Vulkan Survey and AMDVLK, AMD Targets GNU/Linux

  • LunarG's Vulkan developer survey results out now - Vulkan also turns 4

    LunarG, the software company that Valve sponsors who work on building out the ecosystem for the Vulkan API recently conducted a Vulkan developer survey with the results out now. Before going over the results, just a reminder that Vulkan just recently turned four years old! The 1.0 specification went public on February 16, 2016. Since then, we've seen some pretty amazing things thanks to it. We've had Linux ports that perform really nicely, the mighty DXVK translation layer advanced dramatically, to the vkBasalt post-processing layer and so on—there's been a lot going on. However, as a graphics API do remember it's pretty young and has a long life ahead of it. As for the LunarG survey: there were 349 replies to it, and while not a huge amount it gives us an interesting insight into what some developers think and feel about how Vulkan is doing as a whole. Overall, it gives quite a positive picture on the health of Vulkan with over 60% feeling the overall quality of the Vulkan ecosystem as "Good" and almost 20% rating it as "Excellent".

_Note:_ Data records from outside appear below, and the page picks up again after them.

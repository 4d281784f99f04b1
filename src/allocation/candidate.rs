//! Candidate records and the boundary check that produces them.
//!
//! Upstream ingestion hands over loosely typed rows ([`RawCandidate`]). They
//! are checked once here; everything past this module works with
//! [`Candidate`] and never looks at a column by name again.

use serde::{Deserialize, Serialize};
use serde_json::Value;
use std::collections::{BTreeMap, HashSet};
use std::fmt;
use tracing::debug;

use crate::error::{AllocationError, Result};

/// Columns the allocator writes on every selected row. Pass-through columns
/// may not reuse them.
pub const OUTPUT_COLUMNS: [&str; 6] = [
    "apr_bucket",
    "line_bucket",
    "payer_bucket",
    "score",
    "selected",
    "selected_amount_cum",
];

/// Stable candidate identifier. Integer ids order numerically and sort ahead
/// of text ids, so mixed tables still have a total order.
#[derive(Debug, Clone, PartialEq, Eq, Hash, PartialOrd, Ord, Serialize, Deserialize)]
#[serde(untagged)]
pub enum CandidateId {
    Int(i64),
    Text(String),
}

impl fmt::Display for CandidateId {
    fn fmt(&self, f: &mut fmt::Formatter<'_>) -> fmt::Result {
        match self {
            CandidateId::Int(v) => write!(f, "{}", v),
            CandidateId::Text(s) => write!(f, "{}", s),
        }
    }
}

impl From<i64> for CandidateId {
    fn from(v: i64) -> Self {
        CandidateId::Int(v)
    }
}

impl From<&str> for CandidateId {
    fn from(s: &str) -> Self {
        CandidateId::Text(s.to_string())
    }
}

impl From<String> for CandidateId {
    fn from(s: String) -> Self {
        CandidateId::Text(s)
    }
}

/// One loan or facility eligible for funding.
#[derive(Debug, Clone, PartialEq, Serialize, Deserialize)]
pub struct Candidate {
    pub id: CandidateId,
    /// Capital required to fund this candidate
    pub amount: f64,
    /// Annual rate, only read for bucketing
    pub apr: f64,
    /// Credit line / exposure size
    pub line: f64,
    /// Counterparty identifier
    pub payer: String,
    #[serde(default, skip_serializing_if = "Option::is_none")]
    pub term: Option<i64>,
    /// Upstream columns the optimizer does not read; carried through untouched.
    #[serde(flatten)]
    pub extra: BTreeMap<String, Value>,
}

impl Candidate {
    pub fn new(
        id: impl Into<CandidateId>,
        amount: f64,
        apr: f64,
        line: f64,
        payer: impl Into<String>,
    ) -> Self {
        Self {
            id: id.into(),
            amount,
            apr,
            line,
            payer: payer.into(),
            term: None,
            extra: BTreeMap::new(),
        }
    }

    pub fn with_term(mut self, term: i64) -> Self {
        self.term = Some(term);
        self
    }

    /// Re-check the numeric columns the optimizer reads.
    pub fn validate(&self) -> Result<()> {
        if !(self.amount.is_finite() && self.amount >= 0.0) {
            return Err(AllocationError::invalid_input(format!(
                "candidate {}: amount must be a finite non-negative number, got {}",
                self.id, self.amount
            )));
        }
        if !self.apr.is_finite() {
            return Err(AllocationError::invalid_input(format!(
                "candidate {}: apr must be finite, got {}",
                self.id, self.apr
            )));
        }
        if !self.line.is_finite() {
            return Err(AllocationError::invalid_input(format!(
                "candidate {}: line must be finite, got {}",
                self.id, self.line
            )));
        }
        if let Some(column) = self.extra.keys().find(|k| OUTPUT_COLUMNS.contains(&k.as_str())) {
            return Err(AllocationError::invalid_input(format!(
                "candidate {}: extra column '{}' collides with an output column",
                self.id, column
            )));
        }
        Ok(())
    }

    /// Build a candidate from an untyped upstream row.
    pub fn try_from_raw(raw: RawCandidate) -> Result<Self> {
        let id = match raw.id {
            Some(Value::String(s)) => CandidateId::Text(s),
            Some(Value::Number(n)) => match n.as_i64() {
                Some(v) => CandidateId::Int(v),
                None => {
                    return Err(AllocationError::invalid_input(format!(
                        "id must be an integer or string, got {}",
                        n
                    )))
                }
            },
            Some(other) => {
                return Err(AllocationError::invalid_input(format!(
                    "id must be an integer or string, got {}",
                    other
                )))
            }
            None => return Err(AllocationError::invalid_input("missing required column 'id'")),
        };

        let amount = numeric_column(&id, "amount", raw.amount)?;
        let apr = numeric_column(&id, "apr", raw.apr)?;
        let line = numeric_column(&id, "line", raw.line)?;

        let payer = match raw.payer {
            Some(Value::String(s)) => s,
            Some(Value::Number(n)) => n.to_string(),
            Some(other) => {
                return Err(AllocationError::invalid_input(format!(
                    "candidate {}: payer must be a string, got {}",
                    id, other
                )))
            }
            None => {
                return Err(AllocationError::invalid_input(format!(
                    "candidate {}: missing required column 'payer'",
                    id
                )))
            }
        };

        let term = match raw.term {
            None | Some(Value::Null) => None,
            Some(Value::Number(n)) => match n.as_i64() {
                Some(v) => Some(v),
                None => match n.as_f64() {
                    Some(f) if f.fract() == 0.0 && f.abs() < i64::MAX as f64 => Some(f as i64),
                    _ => {
                        return Err(AllocationError::invalid_input(format!(
                            "candidate {}: term must be an integer, got {}",
                            id, n
                        )))
                    }
                },
            },
            Some(other) => {
                return Err(AllocationError::invalid_input(format!(
                    "candidate {}: term must be an integer, got {}",
                    id, other
                )))
            }
        };

        // stale outputs of an earlier run are dropped, the allocator rewrites them
        let mut extra = raw.extra;
        extra.retain(|column, _| {
            let stale = OUTPUT_COLUMNS.contains(&column.as_str());
            if stale {
                debug!(id = %id, column = %column, "dropping stale output column");
            }
            !stale
        });

        let candidate = Candidate {
            id,
            amount,
            apr,
            line,
            payer,
            term,
            extra,
        };
        candidate.validate()?;
        Ok(candidate)
    }
}

fn numeric_column(id: &CandidateId, column: &str, value: Option<Value>) -> Result<f64> {
    match value {
        Some(Value::Number(n)) => n.as_f64().ok_or_else(|| {
            AllocationError::invalid_input(format!(
                "candidate {}: column '{}' is not representable as f64",
                id, column
            ))
        }),
        Some(other) => Err(AllocationError::invalid_input(format!(
            "candidate {}: column '{}' must be numeric, got {}",
            id, column, other
        ))),
        None => Err(AllocationError::invalid_input(format!(
            "candidate {}: missing required column '{}'",
            id, column
        ))),
    }
}

/// One row as delivered by the ingestion layer. Every column is optional so
/// that missing data is reported by [`Candidate::try_from_raw`] with context
/// instead of failing inside the deserializer.
#[derive(Debug, Clone, Default, Serialize, Deserialize)]
pub struct RawCandidate {
    #[serde(default)]
    pub id: Option<Value>,
    #[serde(default)]
    pub amount: Option<Value>,
    #[serde(default)]
    pub apr: Option<Value>,
    #[serde(default)]
    pub line: Option<Value>,
    #[serde(default)]
    pub payer: Option<Value>,
    #[serde(default)]
    pub term: Option<Value>,
    #[serde(flatten)]
    pub extra: BTreeMap<String, Value>,
}

/// Convert a whole upstream table, failing on the first bad row.
pub fn candidates_from_rows(rows: Vec<RawCandidate>) -> Result<Vec<Candidate>> {
    if rows.is_empty() {
        return Err(AllocationError::invalid_input("candidate table is empty"));
    }

    let mut seen = HashSet::with_capacity(rows.len());
    let mut candidates = Vec::with_capacity(rows.len());
    for (row, raw) in rows.into_iter().enumerate() {
        let candidate = Candidate::try_from_raw(raw).map_err(|e| match e {
            AllocationError::InvalidInput(msg) => {
                AllocationError::InvalidInput(format!("row {}: {}", row, msg))
            }
            other => other,
        })?;
        if !seen.insert(candidate.id.clone()) {
            return Err(AllocationError::invalid_input(format!(
                "row {}: duplicate candidate id {}",
                row, candidate.id
            )));
        }
        candidates.push(candidate);
    }
    Ok(candidates)
}
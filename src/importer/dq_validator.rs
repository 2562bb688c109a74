// ==========================================
// 物流决策支持引擎 - 数据质量校验器实现
// ==========================================
// 职责: 数据集级 DQ 校验 + DQ 报告生成
// 级别:
//   ERROR   - 引擎会拒绝（一对一数据源 order_id 重复 / 车辆油耗非正 / 路线距离为负）
//   WARNING - 结果受影响（订单无法联表 / 申报价值为 0 / 成本为负 / 路线标签无法解析）
//   INFO    - 仅提示（数据源文件缺失）
// ==========================================

use crate::domain::dataset::{DqLevel, DqReport, DqSummary, DqViolation, SourceDataset, SourceKind};
use crate::domain::order::CostRecord;
use crate::importer::dataset_importer_trait::DqValidator;
use std::collections::HashSet;

#[derive(Debug, Default, Clone, Copy)]
pub struct DatasetDqValidator;

impl DatasetDqValidator {
    pub fn new() -> Self {
        Self
    }

    fn violation(
        source: SourceKind,
        row_number: usize,
        record_id: Option<&str>,
        level: DqLevel,
        field: &str,
        message: impl Into<String>,
    ) -> DqViolation {
        DqViolation {
            source,
            row_number,
            record_id: record_id.map(str::to_string),
            level,
            field: field.to_string(),
            message: message.into(),
        }
    }

    /// 一对一数据源 order_id 唯一性
    fn validate_unique_ids<'a, I>(source: SourceKind, ids: I) -> Vec<DqViolation>
    where
        I: IntoIterator<Item = (usize, Option<&'a str>)>,
    {
        let mut seen = HashSet::new();
        let mut violations = Vec::new();
        for (idx, id) in ids {
            let Some(id) = id else { continue };
            if !seen.insert(id) {
                violations.push(Self::violation(
                    source,
                    idx + 1,
                    Some(id),
                    DqLevel::Error,
                    "order_id",
                    "order_id 重复（一对一数据源）",
                ));
            }
        }
        violations
    }

    fn validate_costs(costs: &[CostRecord]) -> Vec<DqViolation> {
        let mut violations = Vec::new();
        for (idx, cost) in costs.iter().enumerate() {
            let items = [
                ("fuel_cost", cost.fuel_cost),
                ("labor_cost", cost.labor_cost),
                ("vehicle_maintenance", cost.vehicle_maintenance),
                ("insurance", cost.insurance),
                ("packaging_cost", cost.packaging_cost),
                ("technology_platform_fee", cost.technology_platform_fee),
                ("other_overhead", cost.other_overhead),
            ];
            for (field, value) in items {
                if value < 0.0 {
                    violations.push(Self::violation(
                        SourceKind::Costs,
                        idx + 1,
                        Some(&cost.order_id),
                        DqLevel::Warning,
                        field,
                        format!("成本为负: {}", value),
                    ));
                }
            }
        }
        violations
    }

    /// 订单能否完成联表（仅在四个数据源都存在时校验）
    fn validate_joinability(dataset: &SourceDataset) -> Vec<DqViolation> {
        let (Some(orders), Some(costs), Some(performance), Some(routes)) = (
            dataset.orders.as_deref(),
            dataset.costs.as_deref(),
            dataset.performance.as_deref(),
            dataset.routes.as_deref(),
        ) else {
            return Vec::new();
        };

        let cost_ids: HashSet<&str> = costs.iter().map(|c| c.order_id.as_str()).collect();
        let perf_ids: HashSet<&str> = performance.iter().map(|p| p.order_id.as_str()).collect();
        let route_ids: HashSet<&str> = routes.iter().filter_map(|r| r.order_id.as_deref()).collect();

        let mut violations = Vec::new();
        for (idx, order) in orders.iter().enumerate() {
            let id = order.order_id.as_str();
            let mut missing = Vec::new();
            if !cost_ids.contains(id) {
                missing.push(SourceKind::Costs.to_string());
            }
            if !perf_ids.contains(id) {
                missing.push(SourceKind::Performance.to_string());
            }
            if !route_ids.contains(id) {
                missing.push(SourceKind::Routes.to_string());
            }
            if !missing.is_empty() {
                violations.push(Self::violation(
                    SourceKind::Orders,
                    idx + 1,
                    Some(id),
                    DqLevel::Warning,
                    "order_id",
                    format!("无法联表,缺少: {}", missing.join(", ")),
                ));
            }
        }
        violations
    }
}

impl DqValidator for DatasetDqValidator {
    fn validate(&self, dataset: &SourceDataset) -> DqReport {
        let mut violations = Vec::new();

        let missing_sources = dataset.missing_sources();
        for kind in &missing_sources {
            violations.push(Self::violation(
                *kind,
                0,
                None,
                DqLevel::Info,
                "-",
                format!("数据源文件缺失: {}", kind),
            ));
        }

        if let Some(orders) = &dataset.orders {
            for (idx, order) in orders.iter().enumerate() {
                if order.order_value == 0.0 {
                    violations.push(Self::violation(
                        SourceKind::Orders,
                        idx + 1,
                        Some(&order.order_id),
                        DqLevel::Warning,
                        "order_value",
                        "申报价值为 0,利润率未定义",
                    ));
                }
            }
        }

        if let Some(costs) = &dataset.costs {
            violations.extend(Self::validate_unique_ids(
                SourceKind::Costs,
                costs.iter().enumerate().map(|(i, c)| (i, Some(c.order_id.as_str()))),
            ));
            violations.extend(Self::validate_costs(costs));
        }

        if let Some(performance) = &dataset.performance {
            violations.extend(Self::validate_unique_ids(
                SourceKind::Performance,
                performance.iter().enumerate().map(|(i, p)| (i, Some(p.order_id.as_str()))),
            ));
        }

        if let Some(routes) = &dataset.routes {
            violations.extend(Self::validate_unique_ids(
                SourceKind::Routes,
                routes.iter().enumerate().map(|(i, r)| (i, r.order_id.as_deref())),
            ));
            for (idx, route) in routes.iter().enumerate() {
                if route.endpoints().is_none() {
                    violations.push(Self::violation(
                        SourceKind::Routes,
                        idx + 1,
                        route.order_id.as_deref(),
                        DqLevel::Warning,
                        "route",
                        format!("路线标签无法解析起讫点: {}", route.route),
                    ));
                }
                if route.distance_km < 0.0 {
                    violations.push(Self::violation(
                        SourceKind::Routes,
                        idx + 1,
                        route.order_id.as_deref(),
                        DqLevel::Error,
                        "distance_km",
                        format!("距离为负: {}", route.distance_km),
                    ));
                }
            }
        }

        if let Some(vehicles) = &dataset.vehicles {
            for (idx, vehicle) in vehicles.iter().enumerate() {
                if vehicle.fuel_efficiency_km_per_l <= 0.0 {
                    violations.push(Self::violation(
                        SourceKind::Vehicles,
                        idx + 1,
                        Some(&vehicle.vehicle_id),
                        DqLevel::Error,
                        "fuel_efficiency_km_per_l",
                        format!("油耗必须为正数: {}", vehicle.fuel_efficiency_km_per_l),
                    ));
                }
            }
        }

        violations.extend(Self::validate_joinability(dataset));

        let total_rows = dataset.orders.as_ref().map_or(0, Vec::len)
            + dataset.costs.as_ref().map_or(0, Vec::len)
            + dataset.performance.as_ref().map_or(0, Vec::len)
            + dataset.routes.as_ref().map_or(0, Vec::len)
            + dataset.inventory.as_ref().map_or(0, Vec::len)
            + dataset.vehicles.as_ref().map_or(0, Vec::len);

        let summary = DqSummary {
            total_rows,
            error: violations.iter().filter(|v| v.level == DqLevel::Error).count(),
            warning: violations.iter().filter(|v| v.level == DqLevel::Warning).count(),
            info: violations.iter().filter(|v| v.level == DqLevel::Info).count(),
        };

        DqReport {
            missing_sources,
            summary,
            violations,
        }
    }
}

  • AMDVLK 2020.Q1.2 Released With Vulkan 1.2 Support

    AMDVLK 2020.Q1.2 is out as the first official AMD open-source Vulkan Linux driver code drop in one month. AMDVLK has been off its wagon this quarter with their previous weekly/bi-weekly code drops of AMDVLK but that just means the v2020.Q1.2 is quite a big one. First up, AMDVLK 2020.Q1.2 now is supporting Vulkan 1.2 that debuted back in January and with Mesa's RADV Radeon Vulkan driver already having supported it for weeks.

  • Radeon Pro Software for Enterprise 20.Q1.1 for Linux Released

    AMD's Radeon Pro Software for Enterprise 20.Q1.1 Linux driver release was made available this week as their newest quarterly driver installment intended for use with Radeon Pro graphics hardware.